Valich admits that Cloud Spectator could have chosen an m1.xlarge instance type, which would have four virtual CPUs and 8 ECUs of relative performance (which means one whole socket on this box), but that instance has 15 GB of memory, way more than the Internap bare metal and equivalent Rackspace instance. When Cloud Spectator ran tests on this instance, it did not find performance was appreciably better – and if you want to have SSD acceleration on EC2 instances, you have to choose the hi1.4xlarge instance type, which has 16 vCPUS, 35 ECUs of oomph, and two 1 TB SSDs. This is a very expensive EC2 image, at $3.10 per hour compared to 24 cents per hour for the m1.large and 48 cents per hour for the m1.xlarge instances. (Those are on demand, not reserved prices.) Elastic Block Storage costs 10 cents per GB per month for standard volumes.

For Rackspace, Cloud Spectator fired up an 8 GB instance of Cloud Servers, which in this case had an Opteron 4170HE processor from Advanced Micro Devices underneath it. This is a six-core chip that runs at 2.1 GHz. AMD doesn't use HyperThreading, and that means four of the six cores on that socket are allocated to virtual machine to get the four vCPUs in the configuration; 50 GB of Cloud Block Storage is allocated to the instance. This instance was running in Rackspace's Dallas/Fort Worth datacenter. This compute instance costs 48 cents per hour, and Cloud Block Storage costs 15 cents per gigabyte per month.

All three instances were configured with Canonical's Ubuntu Server 12.04 variant of Linux.

Obviously, the Internap bare metal machine has considerably more raw processing capacity and also has SSDs accelerating its performance. And this shows up in the benchmark test results. Here is how the three different instances stacked up on the UnixBench system-level benchmark:

cloud-spectator-unixbench

The UnixBench test is from BYTE magazine's test labs from two decades ago, and it has generic integer and floating point tests as well as other tests to stress for file transfers, graphics, and operating system function calls. It is not necessarily a great benchmark for calculating the relative performance of a modern workload like a technical or financial simulation, mind you. But obviously, that bare metal Internap server has a significant performance benefit.

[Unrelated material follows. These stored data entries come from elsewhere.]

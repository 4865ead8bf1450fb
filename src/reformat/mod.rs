/*!
 * Field reformatter registry.
 *
 * Rules are keyed by `(table, column)` in the source vocabulary. A missing
 * rule is the normal case and leaves the value untouched. Rules also carry
 * presentation hints for spreadsheet destinations and mark the categorical
 * columns whose values go through the translation directory.
 */

pub mod fields;

use log::warn;
use std::collections::HashMap;

use crate::database::Value;

/// Semantic family of a reformatted column
#[derive(Debug, Clone, Copy, PartialEq, Eq)]
pub enum FieldKind {
    /// `DD-MM-YYYY` text date
    DayMonthYear,
    /// `HH:MM` text time
    HourMinute,
    /// Millisecond epoch, date component
    EpochDate,
    /// Milliseconds since midnight
    EpochTimeOfDay,
    /// Enumerated value eligible for translation
    Categorical,
}

impl FieldKind {
    /// Apply the transform, or `None` when the kind leaves values alone
    fn apply(self, value: &Value, excel: bool) -> Option<Value> {
        match self {
            Self::DayMonthYear => fields::day_month_year(value, excel),
            Self::HourMinute => fields::hour_minute(value, excel),
            Self::EpochDate => fields::epoch_date(value, excel),
            Self::EpochTimeOfDay => fields::epoch_time_of_day(value, excel),
            Self::Categorical => Some(value.clone()),
        }
    }
}

/// Named cell style understood by spreadsheet sinks
#[derive(Debug, Clone, Copy, PartialEq, Eq)]
pub enum CellStyle {
    /// Calendar date
    Date,
    /// Time of day
    Time,
    /// Elapsed hours and minutes
    Duration,
}

/// Presentation hints for one column
#[derive(Debug, Clone, Copy, PartialEq, Eq, Default)]
pub struct Presentation {
    /// Style for every data cell in the column
    pub style: Option<CellStyle>,
    /// Column width in characters
    pub width: Option<u16>,
}

/// How one column is reformatted and presented
#[derive(Debug, Clone, Copy, PartialEq, Eq)]
pub struct ReformatRule {
    /// Transform family
    pub kind: FieldKind,
    /// Spreadsheet hints
    pub presentation: Presentation,
}

impl ReformatRule {
    /// Rule without presentation hints
    pub fn new(kind: FieldKind) -> Self {
        Self {
            kind,
            presentation: Presentation::default(),
        }
    }

    /// Attach a cell style
    pub fn styled(mut self, style: CellStyle) -> Self {
        self.presentation.style = Some(style);
        self
    }

    /// Attach a column width
    pub fn width(mut self, width: u16) -> Self {
        self.presentation.width = Some(width);
        self
    }
}

/// Rules keyed by (table, column)
#[derive(Debug, Clone, Default)]
pub struct ReformatRegistry {
    rules: HashMap<(String, String), ReformatRule>,
}

impl ReformatRegistry {
    /// Empty registry: every value passes through
    pub fn new() -> Self {
        Self::default()
    }

    /// Rules for the GlucoLog backup schema
    pub fn glucolog() -> Self {
        let date = ReformatRule::new(FieldKind::DayMonthYear).styled(CellStyle::Date).width(12);
        let hour = ReformatRule::new(FieldKind::HourMinute).styled(CellStyle::Time).width(8);
        let epoch_date = ReformatRule::new(FieldKind::EpochDate).styled(CellStyle::Date).width(12);
        let epoch_time = ReformatRule::new(FieldKind::EpochTimeOfDay).styled(CellStyle::Duration).width(8);

        let mut registry = Self::new();
        registry.insert("t_parametri", "data_nascita", date);
        for column in [
            "digiuno",
            "mattino",
            "primo_pomeriggio",
            "tardo_pomeriggio",
            "sera",
            "notte",
            "periodocustoms1",
            "periodocustoms2",
            "periodocustoms3",
            "periodocustoms4",
        ] {
            registry.insert("t_parametri", column, hour);
        }
        registry.insert("t_risultati", "data", epoch_date);
        registry.insert("t_risultati", "ora", epoch_time);
        registry.insert("t_risultati", "periodo", ReformatRule::new(FieldKind::Categorical).width(18));
        registry.insert("t_glucometri", "data", epoch_date);
        registry.insert("t_glucometri", "ora", epoch_time);
        registry
    }

    /// Add or replace a rule
    pub fn insert(&mut self, table: &str, column: &str, rule: ReformatRule) {
        self.rules.insert((table.to_string(), column.to_string()), rule);
    }

    /// Look up the rule for a column
    pub fn rule(&self, table: &str, column: &str) -> Option<&ReformatRule> {
        self.rules.get(&(table.to_string(), column.to_string()))
    }

    /// Reformat one value for the destination
    pub fn reformat(&self, table: &str, column: &str, value: Value, excel: bool) -> Value {
        let Some(rule) = self.rule(table, column) else {
            return value;
        };
        if value.is_empty() {
            return value;
        }

        match rule.kind.apply(&value, excel) {
            Some(formatted) => formatted,
            None => {
                warn!(
                    "Cannot reformat value '{}' in column '{}.{}' as {:?}; keeping it unchanged",
                    value, table, column, rule.kind
                );
                value
            }
        }
    }

    /// Presentation hints for a column, if any
    pub fn presentation(&self, table: &str, column: &str) -> Option<Presentation> {
        self.rule(table, column)
            .map(|rule| rule.presentation)
            .filter(|p| p.style.is_some() || p.width.is_some())
    }

    /// Whether a column holds translatable category values
    pub fn is_categorical(&self, table: &str, column: &str) -> bool {
        self.rule(table, column)
            .is_some_and(|rule| rule.kind == FieldKind::Categorical)
    }
}
use anyhow::{anyhow, Result};
use serde::{Deserialize, Serialize};
use std::path::PathBuf;

use crate::language_utils::validate_language_code;
use crate::logging::{level_for_count, LogSettings, DEFAULT_LOGFILE};

/// Application configuration module
/// This module gathers the run settings taken from the command line and the
/// environment, validates them and derives the logging setup.
/// Represents the application configuration
#[derive(Debug, Serialize, Deserialize, Clone, PartialEq)]
pub struct Config {
    /// Console verbosity (`-v` count)
    #[serde(default)]
    pub verbose: u8,

    /// Log file verbosity (`-d` count)
    #[serde(default)]
    pub debug: u8,

    /// Log file path; `None` disables file logging
    #[serde(default = "default_logfile")]
    pub logfile: Option<PathBuf>,

    /// Display language code (ISO 639-1); `None` exports source names
    #[serde(default)]
    pub language: Option<String>,

    /// Directory holding the `<code>.json` language resources
    #[serde(default = "default_lang_dir")]
    pub lang_dir: PathBuf,
}

fn default_logfile() -> Option<PathBuf> {
    Some(PathBuf::from(DEFAULT_LOGFILE))
}

/// Language resources shipped with the crate
pub fn default_lang_dir() -> PathBuf {
    PathBuf::from(concat!(env!("CARGO_MANIFEST_DIR"), "/languages"))
}

impl Config {
    /// Validate the configuration for consistency and required values
    pub fn validate(&self) -> Result<()> {
        if let Some(code) = &self.language {
            validate_language_code(code)?;

            if !self.lang_dir.is_dir() {
                return Err(anyhow!(
                    "Language directory '{}' does not exist",
                    self.lang_dir.display()
                ));
            }
        }

        if let Some(logfile) = &self.logfile {
            if logfile.as_os_str().is_empty() {
                return Err(anyhow!("Log file name must not be empty"));
            }
        }

        Ok(())
    }

    /// Logging setup derived from the verbosity counts
    pub fn log_settings(&self) -> LogSettings {
        LogSettings {
            console: level_for_count(self.verbose),
            file: level_for_count(self.debug),
            logfile: self.logfile.clone(),
        }
    }
}

/// Default implementation for Config
impl Default for Config {
    fn default() -> Self {
        Config {
            verbose: 0,
            debug: 0,
            logfile: default_logfile(),
            language: None,
            lang_dir: default_lang_dir(),
        }
    }
}
/*!
 * Console and log-file logging.
 *
 * A single `log::Log` implementation writes coloured lines to stderr and
 * plain lines to an append-mode log file. Each target has its own level,
 * picked from a repeat count on the command line.
 */

use chrono::Local;
use log::{Level, LevelFilter, Log, Metadata, Record, SetLoggerError};
use parking_lot::Mutex;
use std::fs::{File, OpenOptions};
use std::io::{self, Write};
use std::path::{Path, PathBuf};

/// Default log file name, relative to the working directory
pub const DEFAULT_LOGFILE: &str = "glucolog.log";

/// Map a `-v`/`-d` repeat count to a level: 0 warn, 1 info, 2+ debug
pub fn level_for_count(count: u8) -> LevelFilter {
    match count {
        0 => LevelFilter::Warn,
        1 => LevelFilter::Info,
        _ => LevelFilter::Debug,
    }
}

/// Levels and destination for the two log targets
#[derive(Debug, Clone, PartialEq, Eq)]
pub struct LogSettings {
    /// Level written to stderr
    pub console: LevelFilter,
    /// Level written to the log file
    pub file: LevelFilter,
    /// Log file; `None` disables file logging
    pub logfile: Option<PathBuf>,
}

impl Default for LogSettings {
    fn default() -> Self {
        Self {
            console: LevelFilter::Warn,
            file: LevelFilter::Warn,
            logfile: Some(PathBuf::from(DEFAULT_LOGFILE)),
        }
    }
}

impl LogSettings {
    /// The most verbose of the two levels, used as the global maximum
    pub fn max_level(&self) -> LevelFilter {
        if self.logfile.is_some() {
            self.console.max(self.file)
        } else {
            self.console
        }
    }
}

/// Logger writing to stderr and, optionally, a log file
pub struct DualLogger {
    console: LevelFilter,
    file_level: LevelFilter,
    file: Option<Mutex<File>>,
}

impl DualLogger {
    /// Build the logger, opening the log file in append mode
    pub fn new(settings: &LogSettings) -> io::Result<Self> {
        let file = match &settings.logfile {
            Some(path) => Some(Mutex::new(open_logfile(path)?)),
            None => None,
        };
        Ok(Self {
            console: settings.console,
            file_level: settings.file,
            file,
        })
    }

    /// Install as the global logger. Only the first call in a process succeeds.
    pub fn init(settings: &LogSettings) -> Result<(), InitError> {
        let logger = Self::new(settings).map_err(InitError::Logfile)?;
        log::set_boxed_logger(Box::new(logger)).map_err(InitError::AlreadySet)?;
        log::set_max_level(settings.max_level());
        Ok(())
    }

    fn colour_for_level(level: Level) -> &'static str {
        match level {
            Level::Error => "\x1B[1;31m",
            Level::Warn => "\x1B[1;33m",
            Level::Info => "\x1B[1;32m",
            Level::Debug => "\x1B[1;36m",
            Level::Trace => "\x1B[1;35m",
        }
    }
}

fn open_logfile(path: &Path) -> io::Result<File> {
    OpenOptions::new().create(true).append(true).open(path)
}

/// Why the global logger could not be installed
#[derive(Debug, thiserror::Error)]
pub enum InitError {
    /// The log file could not be opened
    #[error("Cannot open log file: {0}")]
    Logfile(#[source] io::Error),
    /// Another logger is already installed
    #[error("Logger already initialised: {0}")]
    AlreadySet(#[source] SetLoggerError),
}

impl Log for DualLogger {
    fn enabled(&self, metadata: &Metadata) -> bool {
        metadata.level() <= self.console || (self.file.is_some() && metadata.level() <= self.file_level)
    }

    fn log(&self, record: &Record) {
        let level = record.level();

        if level <= self.console {
            let now = Local::now().format("%H:%M:%S%.3f");
            let _ = writeln!(
                io::stderr(),
                "{}{} {:<5} {}\x1B[0m",
                Self::colour_for_level(level),
                now,
                level,
                record.args()
            );
        }

        if let Some(file) = &self.file {
            if level <= self.file_level {
                let now = Local::now().format("%Y-%m-%d %H:%M:%S%.3f");
                let mut file = file.lock();
                let _ = writeln!(file, "{} {:<5} {} {}", now, level, record.target(), record.args());
            }
        }
    }

    fn flush(&self) {
        let _ = io::stderr().flush();
        if let Some(file) = &self.file {
            let _ = file.lock().flush();
        }
    }
}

Cloud Spectator ran a bunch of old school file compression, video encoding, and memory benchmark tests on all three instances, and these showed a similar gap between the bare metal instance and the virtual slices on Amazon and Rackspace. The results from the Mongoperf benchmark, which is a disk I/O performance test for the MongoDB NoSQL data store, show just how divergent performance can be on a cloud slice, and equally importantly, how your mileage can vary over time depending on who else is on the same physical server with you. This is the results for the three slices running disk read operations running the Mongoperf benchmark:

cloud-spectator-mongoperf

The performance of the EC2 slice was all over the map, while Rackspace and Internap were more or less steady. And on the write test, the Rackspace slice was all choppy and the Amazon slice did poorly:

cloud-spectator-mongoperf-write

This benchmark report from Cloud Spectator settles nothing, of course. And the reason EnterpriseTech brings it up at all is not just to show how one company analyzed performance, but to illustrate just how difficult it is to make comparisons across clouds, bare metal or not.

The important thing for enterprises is to benchmark their own applications and to see how well their applications respond to the different instance types available. In many cases, particularly where extreme performance is a necessity, running applications on dedicated iron, instead of the public cloud, could turn out to offer better performance and better economics.